Our lives changed when Dr G announced on Monday 4th August the day that he was stopping her chemo after only three sessions as it was not working, if anything it was killing her off, as she was not the women he had met exactly two months before.
So, it was time for me to act and I resigned from my job though that was on the cards but not a story I will go into now. My relationship and friends had to take a back burner and that is hard as I had to realise my life was now living at home with Mum.
So, when I heard a bang followed by a faint cry of my name at 6am on Sunday 9th August, I knew that I had to embark on this journey of main carer full time and be selfish and think of my Mum and my well being only. Initially it was panic that hit me first when I saw the blood, but then I went into auto pilot and order came into my mind and within a couple of hours we were in A&E. They were amazing, though I have to say the doctors are definitely getting younger or I am getting older. When, they said I could take her home on the Monday evening, I had melt down as I wasn’t ready I didn’t have any help and nobody had prepared me for my role change. Thank goodness for a baby alarm which would become my ears in her room at night and for the support nurse at the private hospital who helped to kick in the palliative care? Within a couple of days, I had got the palliative care in place and we started with night nurses but no thanks to the local doctor who we are still awaiting a house call from!
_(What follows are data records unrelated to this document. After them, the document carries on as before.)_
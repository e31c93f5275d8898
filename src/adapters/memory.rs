//! In-memory adapter: Implementation of `MeasurementStore`.
//!
//! Keeps patients and measurement records in process memory behind a
//! `Mutex`. Used by the CLI and tests; a relational backend implements the
//! same port in the hosted application.

use std::collections::HashMap;
use std::sync::{Mutex, MutexGuard};

use crate::domain::Patient;
use crate::ports::{MeasurementPage, MeasurementRecord, MeasurementStore};

/// Error type for storage operations.
#[derive(Debug, thiserror::Error)]
pub enum StoreError {
    #[error("Not found: {0}")]
    NotFound(String),

    #[error("Unknown patient: {0}")]
    UnknownPatient(String),

    #[error("Store lock poisoned")]
    LockPoisoned,
}

#[derive(Default)]
struct Tables {
    patients: HashMap<String, Patient>,
    /// Insertion order
    records: Vec<MeasurementRecord>,
}

impl Tables {
    fn records_for(&self, patient_id: &str) -> Vec<MeasurementRecord> {
        let mut records: Vec<MeasurementRecord> = self
            .records
            .iter()
            .filter(|r| r.patient_id == patient_id)
            .cloned()
            .collect();
        // Stable: same-day records stay in insertion order.
        records.sort_by_key(|r| r.measurement.measurement_date);
        records
    }
}

/// In-memory storage adapter.
#[derive(Default)]
pub struct MemoryStore {
    tables: Mutex<Tables>,
}

impl MemoryStore {
    #[must_use]
    pub fn new() -> Self {
        Self::default()
    }

    fn lock(&self) -> Result<MutexGuard<'_, Tables>, StoreError> {
        self.tables.lock().map_err(|_| StoreError::LockPoisoned)
    }
}

impl MeasurementStore for MemoryStore {
    type Error = StoreError;

    fn save_patient(&self, patient: &Patient) -> Result<(), Self::Error> {
        let mut tables = self.lock()?;
        tables.patients.insert(patient.id.clone(), patient.clone());
        tracing::debug!("Saved patient {} to storage", patient.id);
        Ok(())
    }

    fn load_patient(&self, id: &str) -> Result<Option<Patient>, Self::Error> {
        let tables = self.lock()?;
        Ok(tables.patients.get(id).cloned())
    }

    fn list_patients(&self) -> Result<Vec<Patient>, Self::Error> {
        let tables = self.lock()?;
        let mut patients: Vec<Patient> = tables.patients.values().cloned().collect();
        patients.sort_by(|a, b| a.name.cmp(&b.name).then_with(|| a.id.cmp(&b.id)));
        Ok(patients)
    }

    fn save_measurement(&self, record: &MeasurementRecord) -> Result<(), Self::Error> {
        let mut tables = self.lock()?;
        if !tables.patients.contains_key(&record.patient_id) {
            return Err(StoreError::UnknownPatient(record.patient_id.clone()));
        }

        match tables.records.iter().position(|r| r.id == record.id) {
            Some(pos) => tables.records[pos] = record.clone(),
            None => tables.records.push(record.clone()),
        }

        tracing::debug!("Saved measurement {} to storage", record.id);
        Ok(())
    }

    fn load_measurements(&self, patient_id: &str) -> Result<Vec<MeasurementRecord>, Self::Error> {
        let tables = self.lock()?;
        Ok(tables.records_for(patient_id))
    }

    fn load_measurements_paginated(
        &self,
        patient_id: &str,
        offset: usize,
        limit: usize,
    ) -> Result<MeasurementPage, Self::Error> {
        let tables = self.lock()?;
        let records = tables.records_for(patient_id);
        let total_count = records.len();
        let items = records.into_iter().skip(offset).take(limit).collect();
        Ok(MeasurementPage::new(items, total_count, offset, limit))
    }

    fn count_measurements(&self, patient_id: &str) -> Result<usize, Self::Error> {
        let tables = self.lock()?;
        Ok(tables
            .records
            .iter()
            .filter(|r| r.patient_id == patient_id)
            .count())
    }

    fn delete_measurement(&self, id: &str) -> Result<(), Self::Error> {
        let mut tables = self.lock()?;
        let before = tables.records.len();
        tables.records.retain(|r| r.id != id);
        if tables.records.len() == before {
            return Err(StoreError::NotFound(id.to_string()));
        }
        Ok(())
    }

    fn delete_patient(&self, id: &str) -> Result<(), Self::Error> {
        let mut tables = self.lock()?;
        if tables.patients.remove(id).is_none() {
            return Err(StoreError::NotFound(id.to_string()));
        }
        tables.records.retain(|r| r.patient_id != id);
        tracing::info!("Deleted patient {} and its measurements", id);
        Ok(())
    }

    fn clear_all(&self) -> Result<(), Self::Error> {
        let mut tables = self.lock()?;
        tables.patients.clear();
        tables.records.clear();
        tracing::warn!("Cleared all data from storage");
        Ok(())
    }
}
Since, then we have been back to Dr G and he has told her she must get stronger for him to consider a milder form of chemo. We have had more ups and downs since then as frustrations show on both sides, from an argument over how to poach an egg to winding a grandfather clock. However, never in this process did my mother loose her head strong approach maybe that why she is in politics!
Now, we wait and we see what is around the corner which will be revealed tomorrow.
I wrote this as I needed to say it out loud and over the past few months my only internet experience for cancer, has been reading blogs of other carers on cancer sites and buying a book of poems in aid of Maggie’s having read something in the Mail on Sunday a few weeks ago.
All, I know is that if I didn’t have a support system around me, to listen to me when I rant and give me a hug when I don’t want to talk. I would have cracked as its hard work as I will be the one left behind. I have gone from a care free 44 year old with my own company to a full-time carer and a full-time housekeeper , as ours decided to bail after 14 years’ service.
I love my mum but this disease sucks as it’s not like when my Dad died 12 years ago from MS but all I have to remember is that I must take some ‘me’ time each day to recharge my batteries too.